Erdogan also said if his agenda allows it, he would visit the country following the G-20 summit in Argentina scheduled for November 30 - December 1. Mevlut Cavusoglu, Turkey’s Foreign Minister visited Venezuela last week and reiterated his country’s support for the South American country that is currently facing economic woes, worsened by economic and financial sanctions led by the United States and supported by the European Union, Canada and several countries in the Americas, who form part of the Lima Group.
“We want to reiterate that Turkey will continue to support Venezuela… We oppose measures to isolate the country, we are against the sanctions, and we favor dialogue between individuals,” Cavusoglu said.
Unilateral sanctions against Venezuela have been justified by the U.S. government and its allies alleging human rights violations by the Venezuelan state, a charge Maduro has denied arguing it is an excuse for a possible military intervention.
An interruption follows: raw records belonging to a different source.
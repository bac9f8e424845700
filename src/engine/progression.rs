//! Lock/unlock state machine over the curriculum.
//!
//! A strict linear walk: submodules in list order within a module, modules in
//! list order within the course. Remedial nodes are spliced into those lists
//! and need no special casing. Locks only ever open (locked -> unlocked,
//! exactly once); a failed assessment never re-locks anything. All functions
//! mutate the in-memory course only; persisting the updated document is the
//! caller's one atomic write.

use serde::{Deserialize, Serialize};

use crate::course::{Course, CourseStatus};
use crate::error::{Error, Result};

/// The node a successful assessment just unlocked.
#[derive(Debug, Clone, Serialize, Deserialize, utoipa::ToSchema)]
#[serde(rename_all = "camelCase")]
pub struct NextNode {
    pub module_id: String,
    pub sub_module_id: String,
    pub title: String,
    /// True when the walk crossed into the following module.
    pub new_module: bool,
    #[serde(default, skip_serializing_if = "Option::is_none")]
    pub module_title: Option<String>,
}

/// Open the entry point of a freshly created course: the first module and its
/// first submodule. Everything else stays locked.
pub fn unlock_first(course: &mut Course) {
    let Some(module) = course.modules.first_mut() else {
        return;
    };
    module.unlock();
    let module_id = module.module_id.clone();
    if let Some(sub) = module.sub_modules.first_mut() {
        sub.unlock();
        course.current_sub_module_id = Some(sub.sub_module_id.clone());
    }
    course.current_module_id = Some(module_id);
}

/// Advance after a passed submodule quiz: unlock the next submodule in the
/// same module, or the first submodule of the next module, or signal course
/// completion with `None`.
pub fn advance(course: &mut Course, module_id: &str, sub_module_id: &str) -> Result<Option<NextNode>> {
    let module_index = course
        .module_position(module_id)
        .ok_or_else(|| Error::not_found("module", module_id))?;
    let sub_index = course.modules[module_index]
        .submodule_position(sub_module_id)
        .ok_or_else(|| Error::not_found("submodule", sub_module_id))?;

    let module = &mut course.modules[module_index];
    if sub_index + 1 < module.sub_modules.len() {
        let next = &mut module.sub_modules[sub_index + 1];
        next.unlock();
        let node = NextNode {
            module_id: module_id.to_string(),
            sub_module_id: next.sub_module_id.clone(),
            title: next.title.clone(),
            new_module: false,
            module_title: None,
        };
        course.status = CourseStatus::InProgress;
        course.current_module_id = Some(node.module_id.clone());
        course.current_sub_module_id = Some(node.sub_module_id.clone());
        return Ok(Some(node));
    }

    Ok(enter_module_after(course, module_index))
}

/// Advance after a passed module exam: unlock the next module's first
/// submodule if one exists. Marking the passed module's submodules as
/// content-completed is the caller's concern (it touches progress records,
/// not the course document).
pub fn advance_module(course: &mut Course, module_id: &str) -> Result<Option<NextNode>> {
    let module_index = course
        .module_position(module_id)
        .ok_or_else(|| Error::not_found("module", module_id))?;
    Ok(enter_module_after(course, module_index))
}

fn enter_module_after(course: &mut Course, module_index: usize) -> Option<NextNode> {
    let next_module = course.modules.get_mut(module_index + 1);
    let node = next_module.and_then(|module| {
        let module_id = module.module_id.clone();
        let module_title = module.title.clone();
        let node = module.sub_modules.first_mut().map(|sub| {
            sub.unlock();
            NextNode {
                module_id,
                sub_module_id: sub.sub_module_id.clone(),
                title: sub.title.clone(),
                new_module: true,
                module_title: Some(module_title),
            }
        });
        // a module with nothing to learn is never opened
        if node.is_some() {
            module.unlock();
        }
        node
    });
    match &node {
        Some(node) => {
            course.status = CourseStatus::InProgress;
            course.current_module_id = Some(node.module_id.clone());
            course.current_sub_module_id = Some(node.sub_module_id.clone());
        }
        None => course.status = CourseStatus::Completed,
    }
    node
}

#[cfg(test)]
mod tests {
    use super::*;
    use crate::course::{Course, outline_fixture};

    fn course() -> Course {
        let mut course = Course::from_outline("user-1", "Rust", "Beginner", outline_fixture());
        unlock_first(&mut course);
        course
    }

    fn lock_states(course: &Course) -> Vec<bool> {
        course
            .modules
            .iter()
            .flat_map(|m| m.sub_modules.iter().map(|s| s.locked))
            .collect()
    }

    #[test]
    fn unlock_first_opens_only_the_entry_point() {
        let course = course();
        assert!(!course.modules[0].locked);
        assert_eq!(lock_states(&course), vec![false, true, true]);
        assert_eq!(
            course.current_sub_module_id.as_deref(),
            Some(course.modules[0].sub_modules[0].sub_module_id.as_str())
        );
    }

    #[test]
    fn advance_unlocks_only_the_next_submodule() {
        let mut course = course();
        let module_id = course.modules[0].module_id.clone();
        let first = course.modules[0].sub_modules[0].sub_module_id.clone();

        let next = advance(&mut course, &module_id, &first).unwrap().unwrap();
        assert!(!next.new_module);
        assert_eq!(next.sub_module_id, course.modules[0].sub_modules[1].sub_module_id);
        // the passed node stays unlocked, nothing else changed
        assert_eq!(lock_states(&course), vec![false, false, true]);
        assert_eq!(course.status, CourseStatus::InProgress);
        assert_eq!(course.current_sub_module_id, Some(next.sub_module_id));
    }

    #[test]
    fn advance_crosses_into_the_next_module() {
        let mut course = course();
        let module_id = course.modules[0].module_id.clone();
        let last = course.modules[0].sub_modules[1].sub_module_id.clone();

        let next = advance(&mut course, &module_id, &last).unwrap().unwrap();
        assert!(next.new_module);
        assert_eq!(next.module_id, course.modules[1].module_id);
        assert_eq!(next.module_title.as_deref(), Some("Ownership"));
        assert!(!course.modules[1].locked);
        assert!(!course.modules[1].sub_modules[0].locked);
    }

    #[test]
    fn advancing_past_the_last_module_completes_the_course() {
        let mut course = course();
        let module_id = course.modules[1].module_id.clone();
        let sub_id = course.modules[1].sub_modules[0].sub_module_id.clone();

        let next = advance(&mut course, &module_id, &sub_id).unwrap();
        assert!(next.is_none());
        assert_eq!(course.status, CourseStatus::Completed);
    }

    #[test]
    fn advance_reports_missing_nodes_without_mutation() {
        let mut course = course();
        let before = lock_states(&course);
        let module_id = course.modules[0].module_id.clone();

        assert!(advance(&mut course, "nope", "also-nope").is_err());
        assert!(advance(&mut course, &module_id, "nope").is_err());
        assert_eq!(lock_states(&course), before);
    }

    #[test]
    fn advance_module_unlocks_the_following_module() {
        let mut course = course();
        let module_id = course.modules[0].module_id.clone();

        let next = advance_module(&mut course, &module_id).unwrap().unwrap();
        assert!(next.new_module);
        assert_eq!(next.module_id, course.modules[1].module_id);

        let last = course.modules[1].module_id.clone();
        assert!(advance_module(&mut course, &last).unwrap().is_none());
        assert_eq!(course.status, CourseStatus::Completed);
    }

    #[test]
    fn spliced_remedial_submodule_is_walked_like_any_other() {
        use crate::course::Submodule;
        let mut course = course();
        let module_id = course.modules[0].module_id.clone();
        let failed = course.modules[0].sub_modules[0].sub_module_id.clone();
        let remedial = Submodule {
            sub_module_id: "remedial-1".to_string(),
            title: "Review: Hello, Cargo".to_string(),
            description: String::new(),
            order_index: 1,
            content_status: Default::default(),
            quiz_status: Default::default(),
            locked: false,
            unlocked_at: None,
            is_remedial: true,
            related_to_sub_module_id: Some(failed.clone()),
        };
        course.modules[0].sub_modules.insert(1, remedial);

        let next = advance(&mut course, &module_id, &failed).unwrap().unwrap();
        assert_eq!(next.sub_module_id, "remedial-1");
        let after = advance(&mut course, &module_id, "remedial-1").unwrap().unwrap();
        assert_eq!(after.title, "Variables and Types");
    }
}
Maduro, who recently survived an assassination attempt, said Thursday that the United Nations Human Rights’ Commissioner Michelle Bachelet was welcome to visit Venezuela and conduct an international investigation on human rights “whenever she wants."
“President Bachelet, the high commissioner, coordinate with the Foreign Affairs Ministry when you want to go to Venezuela; you are always welcome,” Maduro said in a press conference.
On Thursday the Human Rights Council approved a resolution urging Venezuela to accept humanitarian aid to battle food and medicine shortages and requesting a report from Bachelet on the situation in the South American nation.
Venezuela had previously refused aid from some sources stating that the countries offering it had caused the shortages with the use of sanctions used as a means of advancing the “economic war” being waged against the self-defined Socialist government. Most recently, sanctions have made it impossible for the Brazilian state of Roraima to cancel its US$40 million electricity bill to National Electric Corporation of Venezuela.
During Maduro’s participation in the General Assembly, he reiterated his willingness to meet with President Donald Trump to discuss “all the truth of our homeland.”
“I am sure it would be for the better,” Maduro said Thursday after learning Trump had said he is open to Maduro’s invitation.